Scendono due uomini, accendono una torcia o un telefonino e si mettono a trafficare attorno alla macchina di Giambruno. A sorvegliare la scena c’è però una volante della Polizia appostata in servizio di vigilanza. Un agente scende e chiede conto ai due dei loro movimenti. Gli uomini si identificano come “colleghi” senza però mostrare documenti di riconoscimento e si allontanano. Sull’accaduto viene stilato un rapporto che finisce alla Digos; vengono avvertiti – sempre secondo l’articolo del Domani – il capo del Polizia, Vittorio Pisani, il ministro dell’Interno, Matteo Piantedosi, l’Autorità delegata alla sicurezza della Repubblica, Mantovano e la stessa premier.

Sarebbe stata informata anche la procura della Capitale. Inizialmente i sospetti ricadono su due uomini dell’Aisi, l’Agenzia d’intelligence per la sicurezza interna, che fanno parte della scorta di Meloni. I due vengono quindi trasferiti all’Aise, l’agenzia che invece si occupa dell’estero. In seguito però le indagini dell’Aisi scagionano gli 007 che quella notte – e lo testimonierebbero le celle telefoniche – si trovavano altrove.
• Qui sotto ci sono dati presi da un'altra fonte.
//! Rolling-hash signatures and delta computation (rsync-style), plus
//! chunked reassembly of outbound delta/full-file payloads.

use crate::crypto::sha256;
use crate::types::now_secs;
use serde::{Deserialize, Serialize};
use std::collections::HashMap;

const ADLER_MOD: u32 = 65521;

/// Adler-32-style rolling checksum over a fixed-size window.
#[derive(Debug, Clone, Copy)]
pub struct RollingChecksum {
    a: u32,
    b: u32,
    window_len: u32,
}

impl RollingChecksum {
    pub fn from_block(block: &[u8]) -> Self {
        let mut a: u32 = 0;
        let mut b: u32 = 0;
        for &byte in block {
            a = (a + byte as u32) % ADLER_MOD;
            b = (b + a) % ADLER_MOD;
        }
        Self { a, b, window_len: block.len() as u32 }
    }

    pub fn value(&self) -> u32 {
        (self.b << 16) | self.a
    }

    /// Slide the window forward by one byte: `old_byte` leaves, `new_byte`
    /// enters.
    pub fn roll(&mut self, old_byte: u8, new_byte: u8) {
        self.a = (self.a + ADLER_MOD - old_byte as u32 % ADLER_MOD + new_byte as u32) % ADLER_MOD;
        self.b = (self.b + ADLER_MOD - (self.window_len * old_byte as u32) % ADLER_MOD + self.a) % ADLER_MOD;
    }
}

#[derive(Debug, Clone, Serialize, Deserialize)]
pub struct BlockSignature {
    pub block_index: u32,
    pub weak: u32,
    pub strong: [u8; 32],
}

#[derive(Debug, Clone, Serialize, Deserialize, Default)]
pub struct Signature {
    pub block_size: usize,
    pub blocks: Vec<BlockSignature>,
}

/// Divide `content` into fixed-size blocks and record `(weak, strong)` for
/// each, for the receiver to ship back as the sender's basis.
pub fn compute_signature(content: &[u8], block_size: usize) -> Signature {
    let block_size = block_size.max(1);
    let blocks = content
        .chunks(block_size)
        .enumerate()
        .map(|(index, block)| BlockSignature {
            block_index: index as u32,
            weak: RollingChecksum::from_block(block).value(),
            strong: sha256(block),
        })
        .collect();
    Signature { block_size, blocks }
}

#[derive(Debug, Clone, Serialize, Deserialize)]
pub enum DeltaOp {
    Copy { block_index: u32 },
    Literal { bytes: Vec<u8> },
}

#[derive(Debug, Clone, Serialize, Deserialize, Default)]
pub struct Delta {
    pub ops: Vec<DeltaOp>,
}

/// Build a weak-hash -> candidate block-index map for a signature, so the
/// sender can do O(1) average-case lookups while sliding its window.
fn build_weak_index(signature: &Signature) -> HashMap<u32, Vec<&BlockSignature>> {
    let mut index: HashMap<u32, Vec<&BlockSignature>> = HashMap::new();
    for block in &signature.blocks {
        index.entry(block.weak).or_default().push(block);
    }
    index
}

/// Compute a delta that reconstructs `new_content` given the receiver's
/// `basis_signature`. Slides a window of `block_size` bytes one byte at a
/// time via [`RollingChecksum::roll`], only reseeding from scratch when the
/// window jumps forward by `block_size` after a match; on a weak+strong
/// match, emits a copy instruction, otherwise emits the current byte as a
/// literal and advances by one.
pub fn compute_delta(new_content: &[u8], basis_signature: &Signature) -> Delta {
    let block_size = basis_signature.block_size.max(1);
    let weak_index = build_weak_index(basis_signature);
    let mut ops: Vec<DeltaOp> = Vec::new();
    let mut literal_run: Vec<u8> = Vec::new();

    let mut pos = 0usize;
    let len = new_content.len();
    // Carries the rolling checksum across single-byte advances; `None`
    // means the next window must be seeded fresh (start of scan, or right
    // after a block-sized jump).
    let mut window_checksum: Option<RollingChecksum> = None;

    while pos < len {
        let window_end = pos + block_size;
        // Only a full-size window can match a basis block; a trailing
        // partial window at EOF can never be a candidate.
        if window_end > len {
            literal_run.push(new_content[pos]);
            pos += 1;
            window_checksum = None;
            continue;
        }
        let window = &new_content[pos..window_end];
        let checksum = window_checksum.take().unwrap_or_else(|| RollingChecksum::from_block(window));

        let matched = weak_index.get(&checksum.value()).and_then(|candidates| {
            let strong = sha256(window);
            candidates.iter().find(|c| c.strong == strong)
        });

        match matched {
            Some(block) => {
                if !literal_run.is_empty() {
                    ops.push(DeltaOp::Literal { bytes: std::mem::take(&mut literal_run) });
                }
                ops.push(DeltaOp::Copy { block_index: block.block_index });
                pos += block_size;
                window_checksum = None;
            }
            None => {
                let mut rolled = checksum;
                if window_end < len {
                    rolled.roll(new_content[pos], new_content[window_end]);
                    window_checksum = Some(rolled);
                }
                literal_run.push(new_content[pos]);
                pos += 1;
            }
        }
    }
    if !literal_run.is_empty() {
        ops.push(DeltaOp::Literal { bytes: literal_run });
    }

    Delta { ops }
}

/// Reconstruct the target content from `basis` (the receiver's current
/// file) and `delta`.
pub fn apply_delta(basis: &[u8], delta: &Delta, block_size: usize) -> Vec<u8> {
    let block_size = block_size.max(1);
    let mut out = Vec::new();
    for op in &delta.ops {
        match op {
            DeltaOp::Copy { block_index } => {
                let start = *block_index as usize * block_size;
                let end = (start + block_size).min(basis.len());
                if start < basis.len() {
                    out.extend_from_slice(&basis[start..end]);
                }
            }
            DeltaOp::Literal { bytes } => out.extend_from_slice(bytes),
        }
    }
    out
}

/// Split a serialized payload into ordered chunks, each tagged with its
/// index and total count, when it exceeds `max_chunk_bytes`.
pub fn chunk_payload(payload: &[u8], max_chunk_bytes: usize) -> Vec<Vec<u8>> {
    let max_chunk_bytes = max_chunk_bytes.max(1);
    if payload.is_empty() {
        return vec![Vec::new()];
    }
    payload.chunks(max_chunk_bytes).map(|c| c.to_vec()).collect()
}

pub struct PendingAssembly {
    pub total_chunks: u32,
    pub received_count: u32,
    pub chunk_slots: Vec<Option<Vec<u8>>>,
    pub last_activity: u64,
}

impl PendingAssembly {
    pub fn new(total_chunks: u32) -> Self {
        Self {
            total_chunks,
            received_count: 0,
            chunk_slots: vec![None; total_chunks as usize],
            last_activity: now_secs(),
        }
    }

    /// Idempotent: re-delivering a chunk index that's already filled is a
    /// no-op.
    pub fn add_chunk(&mut self, chunk_index: u32, data: Vec<u8>) {
        self.last_activity = now_secs();
        if let Some(slot) = self.chunk_slots.get_mut(chunk_index as usize) {
            if slot.is_none() {
                *slot = Some(data);
                self.received_count += 1;
            }
        }
    }

    pub fn is_complete(&self) -> bool {
        self.received_count == self.total_chunks
    }

    pub fn assemble(&self) -> Option<Vec<u8>> {
        if !self.is_complete() {
            return None;
        }
        let mut out = Vec::new();
        for slot in &self.chunk_slots {
            out.extend_from_slice(slot.as_deref()?);
        }
        Some(out)
    }

    pub fn is_stale(&self, timeout_secs: u64) -> bool {
        now_secs().saturating_sub(self.last_activity) > timeout_secs
    }
}

#[cfg(test)]
mod tests {
    use super::*;

    #[test]
    fn signature_roundtrip_identical_content() {
        let content = b"hello world, this is a test of signatures";
        let sig = compute_signature(content, 8);
        let delta = compute_delta(content, &sig);
        let rebuilt = apply_delta(content, &delta, 8);
        assert_eq!(rebuilt, content);
    }

    #[test]
    fn delta_on_modification_reuses_unmodified_blocks() {
        let basis = b"hello world";
        let sig = compute_signature(basis, 5);
        let new_content = b"hello world everyone";
        let delta = compute_delta(new_content, &sig);

        let has_copy = delta.ops.iter().any(|op| matches!(op, DeltaOp::Copy { .. }));
        assert!(has_copy);

        let rebuilt = apply_delta(basis, &delta, 5);
        assert_eq!(rebuilt, new_content);
    }

    #[test]
    fn empty_basis_produces_all_literal() {
        let sig = compute_signature(b"", 4);
        let delta = compute_delta(b"brand new content", &sig);
        assert!(delta.ops.iter().all(|op| matches!(op, DeltaOp::Literal { .. })));
    }

    #[test]
    fn chunk_and_reassemble_idempotent_duplicate() {
        let payload: Vec<u8> = (0..20u8).collect();
        let chunks = chunk_payload(&payload, 6);
        assert_eq!(chunks.len(), 4);

        let mut pending = PendingAssembly::new(chunks.len() as u32);
        for (i, chunk) in chunks.iter().enumerate() {
            pending.add_chunk(i as u32, chunk.clone());
        }
        // duplicate delivery of an already-filled slot
        pending.add_chunk(0, chunks[0].clone());
        assert!(pending.is_complete());
        assert_eq!(pending.assemble().unwrap(), payload);
    }

    #[test]
    fn rolling_checksum_matches_recompute_after_roll() {
        let data = b"abcdefgh";
        let mut rolling = RollingChecksum::from_block(&data[0..4]);
        rolling.roll(data[0], data[4]);
        let direct = RollingChecksum::from_block(&data[1..5]);
        assert_eq!(rolling.value(), direct.value());
    }
}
I due potrebbero essere stati banalmente ladri alla ricerca di qualcosa nell’auto di Giambruno. Il fatto, secondo il quotidiano, avrebbe influito anche sulla nomina del nuovo direttore dell’Aisi, sbarrando la strada ad uno dei papabili, Giuseppe Del Deo, alla guida del gruppo dell’Agenzia che ha investigato sul caso. Mantovano non entra nei dettagli della vicenda, ma si limita a rivelare di averne dato notizia il 4 aprile nella sua audizione al Copasir, dove ha chiarito che “gli accertamenti svolti per la parte di competenza dell’intelligence hanno consentito con certezza di escludere il coinvolgimento di appartenenti ai Servizi, e che la sicurezza del presidente Meloni non è mai stata posta a rischio”.